Alte Menschen mit Typ-1-Diabetes benötigen eine enge Begleitung durch informierte Angehörige und das professionelle Behandlungsteam. Hilfsangebote sollten regelmäßig gegeben werden. Dazu gehören Angebote, auf eine intensivierte Insulintherapie mit festem Schema und Korrekturtabelle umzustellen, eine durch einen Pflegedienst übernommene Insulintherapie, bis eine akute Erkrankung vorüber ist, oder die Ausstattung mit einem Notrufsystem, um schnell Hilfe anfordern zu können.
Manchmal sind auch Kompromisse aus teilintensivierter Therapie mit ein bis zwei Korrekturzeiten und sonst festen Dosen sinnvoll. Beachtenswert ist, dass z.
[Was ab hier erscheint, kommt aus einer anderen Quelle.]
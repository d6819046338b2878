use yew::prelude::*;

use super::logging::{LogLevel, Logger};

/// Runtime settings for the storefront, overridable from the page's query string
#[derive(Debug, Clone, PartialEq)]
pub struct AppConfig {
    pub log_level: LogLevel,
    /// Delay before the auth provider resolves its initial state
    pub auth_load_delay_ms: u32,
    pub toast_duration_ms: u32,
    pub start_signed_in: bool,
    pub addresses_path: String,
}

impl Default for AppConfig {
    fn default() -> Self {
        Self {
            log_level: LogLevel::Info,
            auth_load_delay_ms: 400,
            toast_duration_ms: 3000,
            start_signed_in: true,
            addresses_path: "/enderecos".to_string(),
        }
    }
}

impl AppConfig {
    /// Apply `?log=debug&auth_delay=0&toast_ms=5000&guest=1` style overrides.
    /// Malformed values keep their default and produce a warning.
    pub fn from_query(search: &str) -> (Self, Vec<String>) {
        let mut config = Self::default();
        let mut warnings = Vec::new();

        let query = search.trim_start_matches('?');
        for pair in query.split('&').filter(|pair| !pair.is_empty()) {
            let (key, value) = pair.split_once('=').unwrap_or((pair, ""));
            match key {
                "log" => match value.parse::<LogLevel>() {
                    Ok(level) => config.log_level = level,
                    Err(e) => warnings.push(e.to_string()),
                },
                "auth_delay" => match value.parse::<u32>() {
                    Ok(ms) => config.auth_load_delay_ms = ms,
                    Err(_) => warnings.push(format!("invalid auth_delay: {}", value)),
                },
                "toast_ms" => match value.parse::<u32>() {
                    Ok(ms) => config.toast_duration_ms = ms,
                    Err(_) => warnings.push(format!("invalid toast_ms: {}", value)),
                },
                "guest" => config.start_signed_in = matches!(value, "0" | "false"),
                _ => {}
            }
        }

        (config, warnings)
    }

    /// Read the config from `window.location.search`
    pub fn from_location() -> Self {
        let search = web_sys::window()
            .and_then(|window| window.location().search().ok())
            .unwrap_or_default();

        let (config, warnings) = Self::from_query(&search);
        Logger::init(config.log_level);
        for warning in warnings {
            Logger::warn_with_component("config", &warning);
        }
        config
    }
}

#[hook]
pub fn use_config() -> AppConfig {
    use_context::<AppConfig>().unwrap_or_default()
}
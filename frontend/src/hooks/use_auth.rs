use yew::prelude::*;
use wasm_bindgen_futures::spawn_local;
use gloo::timers::future::TimeoutFuture;
use crate::services::config::use_config;
use crate::services::logging::Logger;

const SIGNED_IN_USER: &str = "João Pereira";

/// Authentication status shared with every page
#[derive(Clone, PartialEq, Default)]
pub struct AuthContext {
    pub is_loading: bool,
    pub is_authenticated: bool,
    pub user_name: Option<AttrValue>,
    pub sign_in: Callback<()>,
    pub sign_out: Callback<()>,
}

#[derive(Properties, PartialEq)]
pub struct AuthProviderProps {
    #[prop_or_default]
    pub children: Html,
}

/// Stand-in session provider: starts loading, then resolves to the configured
/// initial state after `auth_load_delay_ms`.
#[function_component(AuthProvider)]
pub fn auth_provider(props: &AuthProviderProps) -> Html {
    let config = use_config();
    let is_loading = use_state(|| true);
    let is_authenticated = use_state(|| false);

    // Resolve the initial session once on mount
    use_effect_with((), {
        let is_loading = is_loading.clone();
        let is_authenticated = is_authenticated.clone();
        let delay_ms = config.auth_load_delay_ms;
        let start_signed_in = config.start_signed_in;

        move |_| {
            spawn_local(async move {
                if delay_ms > 0 {
                    TimeoutFuture::new(delay_ms).await;
                }
                is_authenticated.set(start_signed_in);
                is_loading.set(false);
                Logger::debug_with_component(
                    "AuthProvider",
                    &format!("Session resolved, authenticated={}", start_signed_in),
                );
            });
            || ()
        }
    });

    let sign_in = {
        let is_authenticated = is_authenticated.clone();
        use_callback((), move |_: (), _| {
            is_authenticated.set(true);
            Logger::info_with_component("AuthProvider", "Signed in");
        })
    };

    let sign_out = {
        let is_authenticated = is_authenticated.clone();
        use_callback((), move |_: (), _| {
            is_authenticated.set(false);
            Logger::info_with_component("AuthProvider", "Signed out");
        })
    };

    let context = AuthContext {
        is_loading: *is_loading,
        is_authenticated: *is_authenticated,
        user_name: (*is_authenticated).then(|| AttrValue::from(SIGNED_IN_USER)),
        sign_in,
        sign_out,
    };

    html! {
        <ContextProvider<AuthContext> {context}>
            {props.children.clone()}
        </ContextProvider<AuthContext>>
    }
}

/// Current session. Outside an `AuthProvider` this reports signed out.
#[hook]
pub fn use_auth() -> AuthContext {
    match use_context::<AuthContext>() {
        Some(context) => context,
        None => {
            Logger::warn_with_component("use_auth", "No AuthProvider above this component");
            AuthContext::default()
        }
    }
}
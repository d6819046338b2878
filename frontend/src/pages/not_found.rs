use yew::prelude::*;
use crate::components::layout::Layout;
use crate::services::router::AppRoute;

#[function_component(NotFound)]
pub fn not_found() -> Html {
    html! {
        <Layout>
            <div class="not-found">
                <h1>{"404"}</h1>
                <p>{"Página não encontrada"}</p>
                <a href={AppRoute::WALLET_PATH}>{"Voltar para a carteira"}</a>
            </div>
        </Layout>
    }
}
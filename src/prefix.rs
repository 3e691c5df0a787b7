//! Tree-connector prefix derivation.
//!
//! Given a depth sequence, produce one box-drawing prefix per entry so the
//! outline renders with the conventional tree look:
//!
//! ```text
//! src
//! ├───a
//! └───b
//!     ├───ba
//!     └───bb
//! ```
//!
//! The pass runs bottom-up with a per-level visibility array: a level is
//! "visible" while some later entry still continues that branch, which is
//! exactly the information needed to choose between a mid-branch
//! connector, a last-child elbow, a continuation bar, or blank space.
//! Visibility at any index depends on everything below it, so prefixes are
//! recomputed wholesale, never patched incrementally.

/// Continuation bar through an ancestor level that has more siblings below.
pub const CONTINUATION: &str = "│   ";
/// Blank run under an ancestor level whose branch is finished.
pub const BLANK: &str = "    ";
/// Connector for an entry with a shallower-or-equal entry below it.
pub const BRANCH: &str = "├───";
/// Connector for the last entry of its branch.
pub const ELBOW: &str = "└───";

/// Derive one prefix string per entry from the depth sequence.
///
/// Pure function of `depths`: identical sequences yield identical
/// prefixes regardless of entry text or call history. Entries at depth 0
/// (or any transiently negative depth) get an empty prefix.
pub fn render(depths: &[i32]) -> Vec<String> {
    let mut prefixes = vec![String::new(); depths.len()];
    if depths.is_empty() {
        return prefixes;
    }

    let max_depth = depths.iter().copied().max().unwrap_or(0).max(0) as usize;
    let mut visible = vec![false; max_depth + 1];

    let mut next_depth = depths[depths.len() - 1];
    for i in (0..depths.len()).rev() {
        let cur = depths[i];

        // The entry below was shallower: every level it cut off starts a
        // fresh branch, with no continuation drawn through it.
        if next_depth < cur {
            for level in (next_depth + 1).max(1)..=cur {
                visible[level as usize] = false;
            }
        }
        next_depth = cur;

        if cur > 0 {
            let prefix = &mut prefixes[i];
            for level in 1..cur as usize {
                prefix.push_str(if visible[level] { CONTINUATION } else { BLANK });
            }
            prefix.push_str(if visible[cur as usize] { BRANCH } else { ELBOW });
            visible[cur as usize] = true;
        }
    }

    prefixes
}
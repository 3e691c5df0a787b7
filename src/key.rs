use crate::types::InputCommand;

/// Key codes representing individual keys on the keyboard.
///
/// This enum provides a platform-agnostic representation of keys.
/// Hosts should map their platform-specific key events to these codes.
#[derive(Debug, Clone, Copy, PartialEq, Eq)]
pub enum KeyCode {
    /// A character key.
    Char(char),
    Up,
    Down,
    Left,
    Right,
    /// The Enter/Return key.
    Enter,
    /// The Escape key, used to cancel an edit.
    Esc,
    Backspace,
    Delete,
    Home,
    End,
}

bitflags::bitflags! {
    /// Keyboard modifier flags.
    ///
    /// These can be combined to represent multiple modifiers held simultaneously.
    #[derive(Debug, Clone, Copy, PartialEq, Eq)]
    pub struct Modifiers: u8 {
        const SHIFT = 0b0001;
        const CTRL  = 0b0010;
        const ALT   = 0b0100;
        const META  = 0b1000;
    }
}

/// A key press event with optional modifiers.
#[derive(Debug, Clone, Copy, PartialEq, Eq)]
pub struct KeyEvent {
    /// The key that was pressed.
    pub code: KeyCode,
    /// Modifier keys held during the key press.
    pub mods: Modifiers,
}

/// Input events that can be processed by the engine's key layer.
///
/// This enum distinguishes between key presses (used for commands)
/// and text input (used while editing an entry's label). The separate
/// character channel lets hosts forward composed characters and IME input.
#[derive(Debug, Clone, PartialEq, Eq)]
pub enum InputEvent {
    /// A key press event, typically used for commands and navigation.
    Key(KeyEvent),
    /// A character received in text input mode.
    ReceivedChar(char),
}

/// Map a key event to an abstract command using the conventional bindings:
/// arrows move, Enter confirms, Esc cancels, Space toggles, Backspace and
/// Delete remove, Home/End jump.
///
/// While `editing` is set, printable character keys (without Ctrl/Alt)
/// become [`InputCommand::CharacterInsert`] instead, so Space inserts a
/// space rather than toggling. Unmapped keys yield `None`.
pub fn keymap(event: KeyEvent, editing: bool) -> Option<InputCommand> {
    if editing
        && let KeyCode::Char(c) = event.code
        && !event.mods.intersects(Modifiers::CTRL | Modifiers::ALT)
    {
        return Some(InputCommand::CharacterInsert(c));
    }

    match event.code {
        KeyCode::Up => Some(InputCommand::MoveUp),
        KeyCode::Down => Some(InputCommand::MoveDown),
        KeyCode::Left => Some(InputCommand::MoveLeft),
        KeyCode::Right => Some(InputCommand::MoveRight),
        KeyCode::Enter => Some(InputCommand::Confirm),
        KeyCode::Esc => Some(InputCommand::Cancel),
        KeyCode::Char(' ') => Some(InputCommand::Toggle),
        KeyCode::Backspace => Some(InputCommand::Backspace),
        KeyCode::Delete => Some(InputCommand::Delete),
        KeyCode::Home => Some(InputCommand::Home),
        KeyCode::End => Some(InputCommand::End),
        KeyCode::Char(_) => None,
    }
}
B. beim Umzug in eine Pflegeeinrichtung mitunter sogar komplexere Therapieformen beibehalten oder wieder aufgenommen werden können.
Den idealen Zeitpunkt für eine Übernahme der Insulintherapie durch die Familie oder einen Pflegedienst gibt es nicht. Nicht selten kommen Betroffene erst nach den ersten „Betriebsunfällen“ mit schweren Hypoglykämien zu der Erkenntnis, dass es besser ist, wenn andere die Therapie übernehmen.
Zukünftig könnte möglicherweise auch durch den Einsatz von technischen Hilfsmitteln wie Apps oder intelligenten Blutzuckermessgeräten oder Insulinpens ein Erfassen der tatsächlich durchgeführten Insulintherapie ermöglicht werden. Aus ethischer Sicht ist hier natürlich zu beachten, dass dies nicht in eine Kontrolle umschlagen darf. Des Weiteren ist immer daran zu denken, dass die Eigenständigkeit im Selbstmanagement nicht nur von Menschen mit Typ-1-Diabetes im Alter einen sehr hohen Stellenwert hat, denn ihr Verlust zählt zu den wesentlichen einschneidenden negativen Ereignissen im Alterungsprozess.
Eine Umfrage unter Menschen mit Typ-1-Diabetes in Deutschland im Jahr 2018 ergab, dass sich nur weniger als die Hälfte der Betroffenen eine Betreuung im Pflegeheim vorstellen kann. Deutlich wird auch, dass sich die meisten, die jahrzehntelang eine Insulinpumpentherapie betrieben haben, keine konventionelle Insulinbehandlung wünschen. Eine Lösung könnte sein, Wohngemeinschaften für alt gewordene Menschen mit Typ-1-Diabetes zu errichten, wie es sich in besagter Umfrage 33 %, also ein Drittel der Teilnehmenden, wünschen würden.